START Dataset extract

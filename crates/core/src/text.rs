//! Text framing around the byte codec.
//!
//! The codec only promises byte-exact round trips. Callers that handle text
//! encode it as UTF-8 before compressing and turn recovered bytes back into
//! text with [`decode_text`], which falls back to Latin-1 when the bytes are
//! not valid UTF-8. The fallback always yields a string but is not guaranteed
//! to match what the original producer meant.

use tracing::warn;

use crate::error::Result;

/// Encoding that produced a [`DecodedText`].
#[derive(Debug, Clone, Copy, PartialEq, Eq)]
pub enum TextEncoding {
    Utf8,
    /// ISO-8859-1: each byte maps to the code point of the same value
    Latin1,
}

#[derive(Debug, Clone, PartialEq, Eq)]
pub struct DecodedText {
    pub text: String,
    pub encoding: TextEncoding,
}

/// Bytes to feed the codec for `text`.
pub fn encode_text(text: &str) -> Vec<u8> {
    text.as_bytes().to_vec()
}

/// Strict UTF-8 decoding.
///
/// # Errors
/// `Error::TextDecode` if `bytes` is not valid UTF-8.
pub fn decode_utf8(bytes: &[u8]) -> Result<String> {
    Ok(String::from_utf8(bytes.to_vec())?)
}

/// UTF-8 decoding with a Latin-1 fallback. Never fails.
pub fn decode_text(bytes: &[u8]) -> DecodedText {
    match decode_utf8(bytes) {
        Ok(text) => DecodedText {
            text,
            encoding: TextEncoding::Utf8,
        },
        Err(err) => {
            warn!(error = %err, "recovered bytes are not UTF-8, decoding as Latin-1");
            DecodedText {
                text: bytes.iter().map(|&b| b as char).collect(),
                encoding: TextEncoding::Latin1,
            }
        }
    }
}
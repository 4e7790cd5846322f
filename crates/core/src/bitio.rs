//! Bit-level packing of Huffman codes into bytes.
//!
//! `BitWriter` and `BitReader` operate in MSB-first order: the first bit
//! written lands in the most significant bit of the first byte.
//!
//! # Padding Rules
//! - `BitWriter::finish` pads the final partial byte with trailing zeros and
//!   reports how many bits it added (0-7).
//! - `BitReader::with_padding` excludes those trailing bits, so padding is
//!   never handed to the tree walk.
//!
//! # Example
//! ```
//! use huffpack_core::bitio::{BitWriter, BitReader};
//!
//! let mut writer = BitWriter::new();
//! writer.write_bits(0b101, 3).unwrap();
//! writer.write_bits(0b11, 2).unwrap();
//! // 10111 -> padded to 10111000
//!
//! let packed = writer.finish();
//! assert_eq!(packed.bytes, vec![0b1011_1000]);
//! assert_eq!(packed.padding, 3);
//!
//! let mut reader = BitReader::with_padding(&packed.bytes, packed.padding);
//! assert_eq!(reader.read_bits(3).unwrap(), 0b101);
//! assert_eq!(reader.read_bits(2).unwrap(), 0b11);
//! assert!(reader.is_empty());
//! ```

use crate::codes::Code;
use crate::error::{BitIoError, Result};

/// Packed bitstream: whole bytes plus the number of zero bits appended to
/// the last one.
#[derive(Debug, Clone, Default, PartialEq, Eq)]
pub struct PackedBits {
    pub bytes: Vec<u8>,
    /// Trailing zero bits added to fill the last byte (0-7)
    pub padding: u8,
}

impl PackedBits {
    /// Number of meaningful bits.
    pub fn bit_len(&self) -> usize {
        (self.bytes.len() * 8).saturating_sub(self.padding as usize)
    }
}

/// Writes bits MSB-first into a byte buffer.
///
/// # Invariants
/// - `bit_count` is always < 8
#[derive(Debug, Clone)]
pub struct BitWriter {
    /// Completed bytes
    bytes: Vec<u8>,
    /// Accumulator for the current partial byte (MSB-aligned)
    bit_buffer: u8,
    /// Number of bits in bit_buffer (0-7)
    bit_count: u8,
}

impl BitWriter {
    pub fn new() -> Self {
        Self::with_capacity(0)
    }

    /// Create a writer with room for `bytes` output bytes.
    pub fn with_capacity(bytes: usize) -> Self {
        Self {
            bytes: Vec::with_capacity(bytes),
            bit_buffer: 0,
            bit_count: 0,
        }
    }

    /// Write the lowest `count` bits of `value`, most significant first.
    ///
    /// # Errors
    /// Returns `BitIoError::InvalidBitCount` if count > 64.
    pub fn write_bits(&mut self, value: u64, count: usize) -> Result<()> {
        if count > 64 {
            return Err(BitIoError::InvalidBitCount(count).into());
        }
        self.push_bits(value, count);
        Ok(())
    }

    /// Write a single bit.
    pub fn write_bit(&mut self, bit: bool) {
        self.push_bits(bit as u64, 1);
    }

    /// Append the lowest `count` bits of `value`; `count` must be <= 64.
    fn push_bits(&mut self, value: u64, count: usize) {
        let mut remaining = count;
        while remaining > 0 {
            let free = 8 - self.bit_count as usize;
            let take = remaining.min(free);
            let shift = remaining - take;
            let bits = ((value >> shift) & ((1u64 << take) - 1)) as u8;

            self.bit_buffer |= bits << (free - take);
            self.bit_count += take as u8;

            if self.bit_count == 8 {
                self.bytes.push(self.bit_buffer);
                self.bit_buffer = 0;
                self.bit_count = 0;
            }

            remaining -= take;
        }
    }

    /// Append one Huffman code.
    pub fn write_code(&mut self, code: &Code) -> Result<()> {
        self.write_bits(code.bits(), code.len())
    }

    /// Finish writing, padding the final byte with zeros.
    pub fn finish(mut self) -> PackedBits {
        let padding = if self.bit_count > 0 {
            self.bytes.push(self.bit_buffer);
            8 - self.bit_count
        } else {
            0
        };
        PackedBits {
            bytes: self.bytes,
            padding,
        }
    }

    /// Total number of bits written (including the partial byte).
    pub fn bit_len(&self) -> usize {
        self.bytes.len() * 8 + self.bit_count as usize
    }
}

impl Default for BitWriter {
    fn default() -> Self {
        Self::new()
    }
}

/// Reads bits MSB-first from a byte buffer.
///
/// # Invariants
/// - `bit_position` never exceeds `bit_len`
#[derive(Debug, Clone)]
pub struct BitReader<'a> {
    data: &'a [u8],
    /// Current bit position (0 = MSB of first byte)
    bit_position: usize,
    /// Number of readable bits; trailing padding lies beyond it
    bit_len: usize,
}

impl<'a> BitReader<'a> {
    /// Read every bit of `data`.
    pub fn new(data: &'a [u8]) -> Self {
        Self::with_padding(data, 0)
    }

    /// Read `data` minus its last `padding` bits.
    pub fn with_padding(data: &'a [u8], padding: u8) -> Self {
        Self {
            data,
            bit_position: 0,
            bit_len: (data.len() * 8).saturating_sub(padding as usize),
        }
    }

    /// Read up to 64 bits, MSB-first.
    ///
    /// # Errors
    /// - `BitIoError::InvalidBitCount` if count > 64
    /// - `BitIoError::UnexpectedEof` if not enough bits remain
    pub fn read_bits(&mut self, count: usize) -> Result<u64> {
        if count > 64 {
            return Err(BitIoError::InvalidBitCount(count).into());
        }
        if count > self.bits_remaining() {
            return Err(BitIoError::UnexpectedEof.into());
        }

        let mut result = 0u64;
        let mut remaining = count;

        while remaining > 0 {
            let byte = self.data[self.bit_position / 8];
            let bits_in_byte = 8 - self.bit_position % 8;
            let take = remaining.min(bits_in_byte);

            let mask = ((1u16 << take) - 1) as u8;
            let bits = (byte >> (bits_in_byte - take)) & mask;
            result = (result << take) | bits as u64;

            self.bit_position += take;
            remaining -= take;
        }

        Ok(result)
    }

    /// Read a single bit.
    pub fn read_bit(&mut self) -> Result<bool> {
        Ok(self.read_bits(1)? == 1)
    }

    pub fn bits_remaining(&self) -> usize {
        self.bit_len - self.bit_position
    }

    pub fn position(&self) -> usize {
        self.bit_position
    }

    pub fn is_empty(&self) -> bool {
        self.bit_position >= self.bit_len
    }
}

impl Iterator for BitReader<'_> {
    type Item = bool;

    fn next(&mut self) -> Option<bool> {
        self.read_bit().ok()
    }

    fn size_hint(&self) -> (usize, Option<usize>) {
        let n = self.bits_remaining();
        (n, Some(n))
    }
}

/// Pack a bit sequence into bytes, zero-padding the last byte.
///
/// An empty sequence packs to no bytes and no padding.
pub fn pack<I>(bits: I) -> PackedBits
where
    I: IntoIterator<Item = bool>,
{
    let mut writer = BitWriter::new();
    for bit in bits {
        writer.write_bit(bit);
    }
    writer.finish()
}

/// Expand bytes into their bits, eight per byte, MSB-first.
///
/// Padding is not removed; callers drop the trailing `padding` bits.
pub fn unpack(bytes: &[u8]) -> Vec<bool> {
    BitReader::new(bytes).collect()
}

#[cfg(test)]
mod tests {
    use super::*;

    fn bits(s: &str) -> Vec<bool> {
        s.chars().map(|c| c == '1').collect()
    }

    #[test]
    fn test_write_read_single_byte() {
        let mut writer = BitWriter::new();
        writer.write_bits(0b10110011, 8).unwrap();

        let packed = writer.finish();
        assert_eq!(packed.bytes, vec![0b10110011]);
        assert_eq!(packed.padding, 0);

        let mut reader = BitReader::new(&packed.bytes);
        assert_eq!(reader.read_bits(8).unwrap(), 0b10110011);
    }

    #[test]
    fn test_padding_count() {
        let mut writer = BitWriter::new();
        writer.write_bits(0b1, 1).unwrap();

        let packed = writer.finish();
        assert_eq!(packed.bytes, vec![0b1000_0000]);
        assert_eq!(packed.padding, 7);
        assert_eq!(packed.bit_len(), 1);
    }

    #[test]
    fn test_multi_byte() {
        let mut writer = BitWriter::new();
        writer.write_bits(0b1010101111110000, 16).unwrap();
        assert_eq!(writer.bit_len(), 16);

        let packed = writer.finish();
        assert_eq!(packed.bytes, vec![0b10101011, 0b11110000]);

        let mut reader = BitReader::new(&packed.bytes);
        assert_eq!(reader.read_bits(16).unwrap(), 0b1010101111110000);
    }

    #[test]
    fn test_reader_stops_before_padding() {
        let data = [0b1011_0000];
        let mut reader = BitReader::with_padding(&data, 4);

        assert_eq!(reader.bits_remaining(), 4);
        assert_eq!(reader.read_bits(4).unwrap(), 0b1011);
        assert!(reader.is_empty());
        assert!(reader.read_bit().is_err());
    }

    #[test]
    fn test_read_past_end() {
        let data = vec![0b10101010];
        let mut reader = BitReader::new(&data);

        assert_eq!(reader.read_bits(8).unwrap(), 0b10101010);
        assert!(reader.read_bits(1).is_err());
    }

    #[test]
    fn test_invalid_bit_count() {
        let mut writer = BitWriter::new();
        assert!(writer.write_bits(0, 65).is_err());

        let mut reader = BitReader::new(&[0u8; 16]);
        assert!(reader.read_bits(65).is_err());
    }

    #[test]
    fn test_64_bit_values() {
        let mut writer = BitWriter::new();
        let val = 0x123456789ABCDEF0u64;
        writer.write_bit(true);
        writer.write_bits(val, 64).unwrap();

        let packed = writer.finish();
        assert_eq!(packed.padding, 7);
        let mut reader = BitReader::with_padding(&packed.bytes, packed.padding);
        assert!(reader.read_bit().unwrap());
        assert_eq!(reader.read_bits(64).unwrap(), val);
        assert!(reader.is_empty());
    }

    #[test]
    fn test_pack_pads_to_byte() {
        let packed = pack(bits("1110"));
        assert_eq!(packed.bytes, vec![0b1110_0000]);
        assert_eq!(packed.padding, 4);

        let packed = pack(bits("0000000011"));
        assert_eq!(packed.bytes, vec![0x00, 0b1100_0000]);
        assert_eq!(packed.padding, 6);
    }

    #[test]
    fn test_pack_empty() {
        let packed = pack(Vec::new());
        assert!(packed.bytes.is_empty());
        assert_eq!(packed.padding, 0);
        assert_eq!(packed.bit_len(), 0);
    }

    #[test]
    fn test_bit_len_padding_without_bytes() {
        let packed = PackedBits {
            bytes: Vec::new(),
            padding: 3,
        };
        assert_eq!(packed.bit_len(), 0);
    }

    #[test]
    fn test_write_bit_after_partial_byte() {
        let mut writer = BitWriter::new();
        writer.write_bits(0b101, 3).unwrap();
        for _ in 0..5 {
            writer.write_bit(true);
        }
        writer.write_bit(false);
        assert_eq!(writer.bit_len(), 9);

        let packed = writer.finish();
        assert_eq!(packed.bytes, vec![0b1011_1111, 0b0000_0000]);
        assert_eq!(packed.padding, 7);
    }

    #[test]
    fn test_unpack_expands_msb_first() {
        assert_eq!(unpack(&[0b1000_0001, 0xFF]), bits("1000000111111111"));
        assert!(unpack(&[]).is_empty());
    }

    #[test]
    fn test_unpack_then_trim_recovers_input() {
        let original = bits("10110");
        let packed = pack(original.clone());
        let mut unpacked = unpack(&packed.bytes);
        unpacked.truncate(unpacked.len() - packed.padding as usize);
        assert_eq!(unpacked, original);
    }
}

END Dataset extract

:: What is being asked ::
Which lines in the records above contain the string "decoding"? Copy each one.

:: Your response ::
/// Strict UTF-8 decoding.
/// UTF-8 decoding with a Latin-1 fallback. Never fails.
            warn!(error = %err, "recovered bytes are not UTF-8, decoding as Latin-1");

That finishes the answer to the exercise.